--- Working data ---
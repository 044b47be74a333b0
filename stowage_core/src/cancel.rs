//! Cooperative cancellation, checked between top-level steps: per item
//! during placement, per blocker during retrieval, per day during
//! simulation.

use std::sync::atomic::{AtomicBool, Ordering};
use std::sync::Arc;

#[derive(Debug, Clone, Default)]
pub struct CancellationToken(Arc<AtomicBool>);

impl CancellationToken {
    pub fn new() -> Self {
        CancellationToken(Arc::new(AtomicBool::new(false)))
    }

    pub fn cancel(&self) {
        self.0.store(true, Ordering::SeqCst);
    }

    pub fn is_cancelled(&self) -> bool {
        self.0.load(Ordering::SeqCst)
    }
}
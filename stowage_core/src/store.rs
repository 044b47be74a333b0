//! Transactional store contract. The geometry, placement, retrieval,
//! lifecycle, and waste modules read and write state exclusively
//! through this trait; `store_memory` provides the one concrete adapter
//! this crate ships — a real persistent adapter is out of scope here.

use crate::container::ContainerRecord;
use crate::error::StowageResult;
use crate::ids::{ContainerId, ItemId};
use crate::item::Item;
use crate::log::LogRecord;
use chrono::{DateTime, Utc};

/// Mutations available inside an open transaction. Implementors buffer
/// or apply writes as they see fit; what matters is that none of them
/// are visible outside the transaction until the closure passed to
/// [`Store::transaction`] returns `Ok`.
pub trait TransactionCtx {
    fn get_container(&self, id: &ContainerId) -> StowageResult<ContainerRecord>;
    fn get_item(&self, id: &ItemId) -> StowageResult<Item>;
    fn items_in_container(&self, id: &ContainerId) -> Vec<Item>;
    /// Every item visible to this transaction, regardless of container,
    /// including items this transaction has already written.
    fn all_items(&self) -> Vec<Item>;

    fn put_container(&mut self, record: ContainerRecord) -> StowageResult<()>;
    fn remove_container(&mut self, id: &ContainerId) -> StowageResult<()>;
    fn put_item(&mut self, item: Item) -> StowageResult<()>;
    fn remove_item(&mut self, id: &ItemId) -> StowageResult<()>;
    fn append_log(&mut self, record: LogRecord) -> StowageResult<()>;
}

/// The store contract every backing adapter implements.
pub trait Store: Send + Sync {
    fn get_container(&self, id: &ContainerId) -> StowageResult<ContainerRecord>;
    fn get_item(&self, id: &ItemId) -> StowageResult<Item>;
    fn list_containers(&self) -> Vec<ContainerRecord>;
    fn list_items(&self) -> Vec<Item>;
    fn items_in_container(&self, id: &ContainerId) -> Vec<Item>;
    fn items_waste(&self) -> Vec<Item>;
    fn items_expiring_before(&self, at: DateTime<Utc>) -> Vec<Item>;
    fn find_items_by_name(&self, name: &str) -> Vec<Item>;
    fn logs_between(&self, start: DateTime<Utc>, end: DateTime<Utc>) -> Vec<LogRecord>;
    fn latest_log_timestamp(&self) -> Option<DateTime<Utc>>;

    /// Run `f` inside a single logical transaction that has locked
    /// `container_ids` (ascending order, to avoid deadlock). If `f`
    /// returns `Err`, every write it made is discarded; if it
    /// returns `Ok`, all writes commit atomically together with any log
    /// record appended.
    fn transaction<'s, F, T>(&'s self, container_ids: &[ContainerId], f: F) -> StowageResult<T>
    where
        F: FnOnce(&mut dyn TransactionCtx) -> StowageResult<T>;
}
---
--- Working data ---
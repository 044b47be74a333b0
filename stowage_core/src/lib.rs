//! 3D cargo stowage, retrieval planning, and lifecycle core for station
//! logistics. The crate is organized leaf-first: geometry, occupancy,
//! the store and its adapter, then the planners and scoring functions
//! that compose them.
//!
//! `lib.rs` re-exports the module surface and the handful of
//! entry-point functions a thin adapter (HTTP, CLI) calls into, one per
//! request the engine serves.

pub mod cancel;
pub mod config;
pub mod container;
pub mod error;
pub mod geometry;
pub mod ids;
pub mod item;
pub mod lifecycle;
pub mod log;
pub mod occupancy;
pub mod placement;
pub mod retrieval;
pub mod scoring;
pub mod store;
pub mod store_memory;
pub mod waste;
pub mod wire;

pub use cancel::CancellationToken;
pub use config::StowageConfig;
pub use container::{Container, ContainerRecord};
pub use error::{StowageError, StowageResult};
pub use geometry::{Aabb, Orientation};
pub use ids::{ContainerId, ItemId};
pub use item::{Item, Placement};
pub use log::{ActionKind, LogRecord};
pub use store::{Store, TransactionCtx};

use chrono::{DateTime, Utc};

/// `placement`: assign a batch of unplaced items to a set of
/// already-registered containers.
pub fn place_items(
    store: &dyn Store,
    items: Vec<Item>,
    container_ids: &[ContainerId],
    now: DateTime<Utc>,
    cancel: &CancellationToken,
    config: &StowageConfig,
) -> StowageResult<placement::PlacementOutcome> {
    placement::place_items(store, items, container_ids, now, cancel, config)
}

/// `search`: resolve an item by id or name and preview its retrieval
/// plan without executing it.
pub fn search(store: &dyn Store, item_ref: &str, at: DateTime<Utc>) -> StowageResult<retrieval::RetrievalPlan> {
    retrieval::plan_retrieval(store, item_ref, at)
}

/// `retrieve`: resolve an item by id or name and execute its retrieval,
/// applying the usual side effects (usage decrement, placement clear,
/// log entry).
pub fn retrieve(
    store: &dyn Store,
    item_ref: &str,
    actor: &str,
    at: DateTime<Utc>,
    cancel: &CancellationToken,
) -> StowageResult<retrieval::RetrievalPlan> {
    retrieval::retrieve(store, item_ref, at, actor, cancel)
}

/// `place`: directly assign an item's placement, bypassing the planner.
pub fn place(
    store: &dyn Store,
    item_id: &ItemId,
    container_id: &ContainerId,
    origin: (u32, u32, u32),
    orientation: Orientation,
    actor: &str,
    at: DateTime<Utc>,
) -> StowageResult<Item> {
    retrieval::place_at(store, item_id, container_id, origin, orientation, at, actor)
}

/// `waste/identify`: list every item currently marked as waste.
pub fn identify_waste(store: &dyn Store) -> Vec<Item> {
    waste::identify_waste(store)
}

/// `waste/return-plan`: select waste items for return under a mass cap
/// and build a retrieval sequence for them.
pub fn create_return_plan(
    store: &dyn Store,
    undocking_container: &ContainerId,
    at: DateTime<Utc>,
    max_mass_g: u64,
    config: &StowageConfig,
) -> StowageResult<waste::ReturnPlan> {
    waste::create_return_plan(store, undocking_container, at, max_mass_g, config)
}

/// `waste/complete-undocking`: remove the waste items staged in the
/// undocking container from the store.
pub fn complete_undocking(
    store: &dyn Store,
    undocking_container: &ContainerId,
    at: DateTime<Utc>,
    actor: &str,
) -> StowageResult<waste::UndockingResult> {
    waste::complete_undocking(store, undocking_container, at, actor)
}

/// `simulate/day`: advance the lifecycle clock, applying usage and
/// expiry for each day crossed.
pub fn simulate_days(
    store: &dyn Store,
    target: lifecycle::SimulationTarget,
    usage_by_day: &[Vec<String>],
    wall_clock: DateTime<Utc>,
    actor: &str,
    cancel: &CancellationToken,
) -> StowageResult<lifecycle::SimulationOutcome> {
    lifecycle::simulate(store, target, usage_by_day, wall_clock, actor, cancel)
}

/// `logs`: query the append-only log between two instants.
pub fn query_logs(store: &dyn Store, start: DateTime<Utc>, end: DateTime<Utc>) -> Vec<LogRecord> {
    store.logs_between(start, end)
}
---
# What you are asked to do
The string "scoring" may appear in lines of the listing above; tally those lines and give the number only.

# Finished exercise
2